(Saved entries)
****

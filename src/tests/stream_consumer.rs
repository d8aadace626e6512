use crate::consumer::broker::{BrokerMessage, FakeBroker};
use crate::consumer::stream::StreamConsumer;
use crate::error::AppError;
use bytes::Bytes;
use std::time::{Duration, SystemTime};
use tokio::sync::mpsc;
use tokio_util::sync::CancellationToken;

fn msg(sequence: u64, data: &'static [u8]) -> BrokerMessage {
    BrokerMessage {
        sequence,
        subject: "orders".into(),
        data: Bytes::from_static(data),
        published_at: SystemTime::now(),
    }
}

/// Malformed JSON on the wire is reported on the error channel rather than
/// crashing the subscription loop.
#[tokio::test]
async fn malformed_payload_reports_error_without_storage() {
    let broker = FakeBroker::new();
    let (err_tx, mut err_rx) = mpsc::channel(8);
    let cancel = CancellationToken::new();
    let consumer = StreamConsumer::new(broker.clone(), err_tx, cancel.clone());

    consumer.run().await.unwrap();
    broker.publish(msg(1, b"not json")).await;

    let err = tokio::time::timeout(Duration::from_secs(1), err_rx.recv())
        .await
        .expect("error reported before timeout")
        .expect("channel open");
    assert!(matches!(err, AppError::Json(_)));

    consumer.disconnect().await.unwrap();
}

/// A well-formed envelope missing a required field fails `CustomerOrder`
/// validation and is reported the same way as a decode failure.
#[tokio::test]
async fn missing_required_field_reports_validation_error() {
    let broker = FakeBroker::new();
    let (err_tx, mut err_rx) = mpsc::channel(8);
    let cancel = CancellationToken::new();
    let consumer = StreamConsumer::new(broker.clone(), err_tx, cancel.clone());

    consumer.run().await.unwrap();
    let incomplete = br#"{"order_uid":"","track_number":"T1","delivery":{"name":"","phone":"","zip":"","city":"","address":"","region":"","email":""},"payment":{"transaction":"","currency":"","provider":"","amount":0,"payment_dt":0,"bank":"","delivery_cost":0,"goods_total":0},"items":[]}"#;
    broker.publish(msg(2, incomplete)).await;

    let err = tokio::time::timeout(Duration::from_secs(1), err_rx.recv())
        .await
        .expect("error reported before timeout")
        .expect("channel open");
    assert!(matches!(err, AppError::ValidationFailed(_)));

    consumer.disconnect().await.unwrap();
}

/// With no storage wired yet, a well-formed message is dropped quietly
/// instead of panicking -- the supervisor always wires storage before the
/// first `run*` call, but the consumer must not assume that ordering.
#[tokio::test]
async fn well_formed_message_without_storage_is_dropped_not_panicked() {
    let broker = FakeBroker::new();
    let (err_tx, mut err_rx) = mpsc::channel(8);
    let cancel = CancellationToken::new();
    let consumer = StreamConsumer::new(broker.clone(), err_tx, cancel.clone());

    consumer.run().await.unwrap();
    let well_formed = br#"{"order_uid":"A1","track_number":"T1","delivery":{"name":"n","phone":"p","zip":"z","city":"c","address":"a","region":"r","email":"e"},"payment":{"transaction":"t","currency":"USD","provider":"p","amount":1,"payment_dt":1,"bank":"b","delivery_cost":1,"goods_total":1},"items":[{"chrt_id":1,"price":1,"rid":"r","name":"n","total_price":1,"nm_id":1,"brand":"b"}]}"#;
    broker.publish(msg(3, well_formed)).await;

    let result = tokio::time::timeout(Duration::from_millis(200), err_rx.recv()).await;
    assert!(result.is_err(), "no error should be reported for a valid, storage-less message");

    consumer.disconnect().await.unwrap();
}
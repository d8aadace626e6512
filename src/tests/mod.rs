//! tests/mod.rs
//!
//! End-to-end scenario tests wiring C2/C3/C5/C6 together without a live
//! Postgres instance: cross-component coverage that doesn't belong in any
//! single module's `#[cfg(test)]` block.

mod reconciliation;
mod stream_consumer;
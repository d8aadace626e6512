use bytes::Bytes;
use serde::{Deserialize, Serialize};

/// A persisted order: identifier plus its opaque JSON payload.
///
/// The core never interprets `raw_ord` beyond what `CustomerOrder` validates
/// at ingest; downstream it is moved around as bytes.
#[derive(Debug, Clone, PartialEq, Eq)]
pub struct Order {
    pub oid: String,
    pub raw_ord: Bytes,
}

impl Order {
    pub fn new(oid: impl Into<String>, raw_ord: Bytes) -> Self {
        Self {
            oid: oid.into(),
            raw_ord,
        }
    }
}

/// A batch of orders, as produced by a restore-cache pass.
#[derive(Debug, Clone, Default)]
pub struct Orders {
    pub items: Vec<Order>,
}

/// A message handed from the stream consumer to the storage service.
#[derive(Debug, Clone)]
pub struct NatsMsg {
    pub msg_id: u64,
    pub order: Order,
}

/// Fill events flowing from storage to cache (see `storage::service`).
#[derive(Debug, Clone)]
pub enum CacheItem {
    AddOne(Order),
    AddMany(Orders),
}

/// The customer order payload. Required fields are validated on ingest;
/// everything else rides along as part of the JSON body.
#[derive(Debug, Clone, Serialize, Deserialize)]
pub struct CustomerOrder {
    pub order_uid: String,
    #[serde(default)]
    pub track_number: String,
    #[serde(default)]
    pub entry: String,
    pub delivery: Delivery,
    pub payment: Payment,
    pub items: Vec<Item>,
    #[serde(default)]
    pub locale: String,
    #[serde(default)]
    pub internal_signature: String,
    #[serde(default)]
    pub customer_id: String,
    #[serde(default)]
    pub delivery_service: String,
    #[serde(default)]
    pub shardkey: String,
    #[serde(default)]
    pub sm_id: i64,
    #[serde(default)]
    pub date_created: String,
    #[serde(default)]
    pub oof_shard: String,
}

#[derive(Debug, Clone, Serialize, Deserialize)]
pub struct Delivery {
    pub name: String,
    pub phone: String,
    pub zip: String,
    pub city: String,
    pub address: String,
    pub region: String,
    pub email: String,
}

#[derive(Debug, Clone, Serialize, Deserialize)]
pub struct Payment {
    pub transaction: String,
    #[serde(default)]
    pub request_id: String,
    pub currency: String,
    pub provider: String,
    pub amount: i64,
    pub payment_dt: i64,
    pub bank: String,
    pub delivery_cost: i64,
    pub goods_total: i64,
    #[serde(default)]
    pub custom_fee: i64,
}

#[derive(Debug, Clone, Serialize, Deserialize)]
pub struct Item {
    pub chrt_id: i64,
    #[serde(default)]
    pub track_number: String,
    pub price: i64,
    pub rid: String,
    pub name: String,
    #[serde(default)]
    pub sale: i64,
    #[serde(default)]
    pub size: String,
    pub total_price: i64,
    pub nm_id: i64,
    pub brand: String,
    #[serde(default)]
    pub status: i64,
}

impl CustomerOrder {
    /// Required-field validation: non-empty `order_uid`/`track_number`, a
    /// non-empty `items` list. The nested structs deserializing
    /// successfully already guarantees `delivery`/`payment` are present.
    pub fn validate(&self) -> Result<(), String> {
        if self.order_uid.trim().is_empty() {
            return Err("order_uid must not be empty".into());
        }
        if self.track_number.trim().is_empty() {
            return Err("track_number must not be empty".into());
        }
        if self.items.is_empty() {
            return Err("items must not be empty".into());
        }
        Ok(())
    }
}

#[cfg(test)]
mod tests {
    use super::*;

    fn sample() -> CustomerOrder {
        CustomerOrder {
            order_uid: "A1".into(),
            track_number: "TRACK1".into(),
            entry: "WBIL".into(),
            delivery: Delivery {
                name: "Test".into(),
                phone: "+0".into(),
                zip: "0".into(),
                city: "City".into(),
                address: "Addr".into(),
                region: "Region".into(),
                email: "a@b.c".into(),
            },
            payment: Payment {
                transaction: "A1".into(),
                request_id: "".into(),
                currency: "USD".into(),
                provider: "wbpay".into(),
                amount: 1817,
                payment_dt: 1637907727,
                bank: "alpha".into(),
                delivery_cost: 1500,
                goods_total: 317,
                custom_fee: 0,
            },
            items: vec![Item {
                chrt_id: 1,
                track_number: "TRACK1".into(),
                price: 453,
                rid: "rid1".into(),
                name: "item".into(),
                sale: 30,
                size: "0".into(),
                total_price: 317,
                nm_id: 2389212,
                brand: "Brand".into(),
                status: 202,
            }],
            locale: "en".into(),
            internal_signature: "".into(),
            customer_id: "test".into(),
            delivery_service: "meest".into(),
            shardkey: "9".into(),
            sm_id: 99,
            date_created: "2021-11-26T06:22:19Z".into(),
            oof_shard: "1".into(),
        }
    }

    #[test]
    fn accepts_well_formed_order() {
        assert!(sample().validate().is_ok());
    }

    #[test]
    fn rejects_empty_order_uid() {
        let mut o = sample();
        o.order_uid.clear();
        assert!(o.validate().is_err());
    }

    #[test]
    fn rejects_empty_items() {
        let mut o = sample();
        o.items.clear();
        assert!(o.validate().is_err());
    }
}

****

_Problem details_
Each line of the data in which the string "ingest" appears needs to be copied.

_Solved exercise_
/// at ingest; downstream it is moved around as bytes.
/// The customer order payload. Required fields are validated on ingest;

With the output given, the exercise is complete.